(1) For paragraph 32CM(4)(a) of the Act, the class of medical practitioners engaged in clinical practice in or outside a hospital is prescribed.
(2) For subsection 32CM(4) of the Act, paragraph 32CM(4)(b) does not apply to a medical practitioner engaged in clinical practice outside a hospital if the medical practitioner:
(a) has demonstrated that, for the proposed supply of the biological, the medical practitioner does not have access to an ethics committee that could approve the supply; and
(b) has received an endorsement, from a specialist college with established expertise relevant to the use of the biological, to supply the biological.
(3) For subsection 32CM(5) of the Act, the class of recipients each of whom is suffering from a life-threatening, or serious, illness or condition is prescribed.
(4) For subsection 32CM(6) of the Act, the circumstances are that the supplier of the biological complies with any treatment directions mentioned in the authority for the biological.

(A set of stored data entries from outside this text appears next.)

#[cfg(test)]
mod tests {
    use mockito::Matcher;
    use serde_json::json;

    use super::*;

    fn client(server: &mockito::Server) -> DiscordClient {
        DiscordClient::new(Client::new(), "tok", server.url())
    }

    #[test]
    fn parses_gateway_message() {
        let msg: IncomingMessage = serde_json::from_value(json!({
            "id": "1100",
            "channel_id": "1200",
            "guild_id": "1300",
            "content": "https://x.com/u/status/1",
            "author": { "id": "1400", "username": "poster", "global_name": null, "bot": false },
            "member": { "nick": "nick" }
        }))
        .unwrap();

        assert_eq!(msg.id, 1100u64);
        assert_eq!(msg.author.display_name(), "poster");
        assert_eq!(msg.member.unwrap().nickname.as_deref(), Some("nick"));
    }

    #[test]
    fn upload_file_names() {
        assert_eq!(file_name("https://video.twimg.com/a/b/clip.mp4?tag=12"), "clip.mp4");
        assert_eq!(file_name("https://example.com/"), "media");
    }

    #[tokio::test]
    async fn reply_does_not_ping() {
        let mut server = mockito::Server::new_async().await;
        let mock = server
            .mock("POST", "/channels/20/messages")
            .match_header("authorization", "Bot tok")
            .match_body(Matcher::PartialJson(json!({
                "embeds": [{ "title": "Tweet" }],
                "message_reference": { "message_id": "10", "fail_if_not_exists": false },
                "allowed_mentions": { "parse": [], "replied_user": false }
            })))
            .with_status(200)
            .with_body("{}")
            .create_async()
            .await;

        let embed = Embed {
            title: Some("Tweet".to_owned()),
            ..Default::default()
        };
        client(&server)
            .reply(&Snowflake::from(20), &Snowflake::from(10), &[embed])
            .await
            .unwrap();

        mock.assert_async().await;
    }

    #[tokio::test]
    async fn link_is_plain_content() {
        let mut server = mockito::Server::new_async().await;
        let mock = server
            .mock("POST", "/channels/20/messages")
            .match_body(Matcher::Json(json!({
                "content": "https://video.example/v.mp4",
                "allowed_mentions": { "parse": [], "replied_user": false }
            })))
            .with_status(200)
            .with_body("{}")
            .create_async()
            .await;

        client(&server)
            .send_link(&Snowflake::from(20), "https://video.example/v.mp4")
            .await
            .unwrap();

        mock.assert_async().await;
    }

    #[tokio::test]
    async fn suppress_and_delete() {
        let mut server = mockito::Server::new_async().await;
        let patch = server
            .mock("PATCH", "/channels/20/messages/10")
            .match_body(Matcher::Json(json!({ "flags": 4 })))
            .with_status(200)
            .with_body("{}")
            .create_async()
            .await;
        let delete = server
            .mock("DELETE", "/channels/20/messages/10")
            .with_status(204)
            .create_async()
            .await;

        let discord = client(&server);
        let (channel, message) = (Snowflake::from(20), Snowflake::from(10));
        discord.suppress_embeds(&channel, &message).await.unwrap();
        discord.delete(&channel, &message).await.unwrap();

        patch.assert_async().await;
        delete.assert_async().await;
    }

    #[tokio::test]
    async fn uploads_downloaded_file() {
        let mut server = mockito::Server::new_async().await;
        let media = server
            .mock("GET", "/media/clip.mp4")
            .with_status(200)
            .with_body("not really a video")
            .create_async()
            .await;
        let upload = server
            .mock("POST", "/channels/20/messages")
            .match_header("content-type", Matcher::Regex("^multipart/form-data".to_owned()))
            .match_body(Matcher::Regex("not really a video".to_owned()))
            .with_status(200)
            .with_body("{}")
            .create_async()
            .await;

        let url = format!("{}/media/clip.mp4", server.url());
        client(&server).send_file(&Snowflake::from(20), &url, 1024).await.unwrap();

        media.assert_async().await;
        upload.assert_async().await;
    }

    #[tokio::test]
    async fn missing_media_is_download_error() {
        let mut server = mockito::Server::new_async().await;
        let _media = server
            .mock("GET", "/media/gone.mp4")
            .with_status(404)
            .create_async()
            .await;

        let url = format!("{}/media/gone.mp4", server.url());
        let err = client(&server)
            .send_file(&Snowflake::from(20), &url, 1024)
            .await
            .unwrap_err();

        assert!(matches!(err, DiscordError::Download { .. }));
    }

    /// Serves `body` once with no length header, ending it by closing the
    /// connection.
    async fn serve_unsized(body: &'static [u8]) -> String {
        use tokio::{
            io::{AsyncReadExt, AsyncWriteExt},
            net::TcpListener,
        };

        let listener = TcpListener::bind("127.0.0.1:0").await.unwrap();
        let addr = listener.local_addr().unwrap();
        tokio::spawn(async move {
            let (mut socket, _) = listener.accept().await.unwrap();
            let mut buf = [0u8; 1024];
            let _ = socket.read(&mut buf).await.unwrap();
            let _ = socket
                .write_all(b"HTTP/1.1 200 OK\r\nconnection: close\r\n\r\n")
                .await;
            let _ = socket.write_all(body).await;
            let _ = socket.shutdown().await;
        });

        format!("http://{addr}/media/clip.mp4")
    }

    #[tokio::test]
    async fn unsized_download_stops_at_limit() {
        let mut server = mockito::Server::new_async().await;
        let upload = server
            .mock("POST", "/channels/20/messages")
            .expect(0)
            .create_async()
            .await;

        let url = serve_unsized(&[7u8; 64 * 1024]).await;
        let err = client(&server)
            .send_file(&Snowflake::from(20), &url, 1024)
            .await
            .unwrap_err();

        assert!(matches!(err, DiscordError::TooLarge { limit: 1024, .. }), "{err}");
        upload.assert_async().await;
    }

    #[tokio::test]
    async fn unsized_download_within_limit_is_uploaded() {
        let mut server = mockito::Server::new_async().await;
        let upload = server
            .mock("POST", "/channels/20/messages")
            .match_body(Matcher::Regex("small clip".to_owned()))
            .with_status(200)
            .with_body("{}")
            .create_async()
            .await;

        let url = serve_unsized(b"small clip").await;
        client(&server)
            .send_file(&Snowflake::from(20), &url, 1024)
            .await
            .unwrap();

        upload.assert_async().await;
    }

    #[tokio::test]
    async fn rate_limit_is_reported() {
        let mut server = mockito::Server::new_async().await;
        let _mock = server
            .mock("POST", "/channels/20/messages")
            .with_status(429)
            .with_body(json!({ "message": "You are being rate limited.", "retry_after": 1.5, "global": false }).to_string())
            .create_async()
            .await;

        let err = client(&server)
            .send(&Snowflake::from(20), &[])
            .await
            .unwrap_err();

        match err {
            DiscordError::RateLimited { timeout } => assert_eq!(timeout, Duration::from_millis(1500)),
            other => panic!("unexpected error: {other}"),
        }
    }

    #[tokio::test]
    async fn api_error_carries_code() {
        let mut server = mockito::Server::new_async().await;
        let _mock = server
            .mock("DELETE", "/channels/20/messages/10")
            .with_status(403)
            .with_body(json!({ "message": "Missing Permissions", "code": 50013 }).to_string())
            .create_async()
            .await;

        let err = client(&server)
            .delete(&Snowflake::from(20), &Snowflake::from(10))
            .await
            .unwrap_err();

        assert_eq!(err.to_string(), "API returned 403 Forbidden (code 50013): Missing Permissions");
    }
}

(5) For the purposes of paragraph 32CM(7D)(b) of the Act, the information that must be contained in a notification under subsection 32CM(7C) of the Act in relation to the supply by a health practitioner of a biological to a person is as follows:
(a) the person's initials, date of birth and gender;
(b) each medical condition in relation to which the biological was supplied;
(c) each indication of the biological in relation to which the biological was supplied;
(d) a description of the biological, including the following:
(i) the product name of the biological;
(ii) each active ingredient of the biological;
(iii) the route of administration of the biological;
(e) the practitioner's name, AHPRA number and contact details;
(f) the health profession in which the practitioner is registered or licensed to practise;
(g) the address of the practitioner's principal place of practice.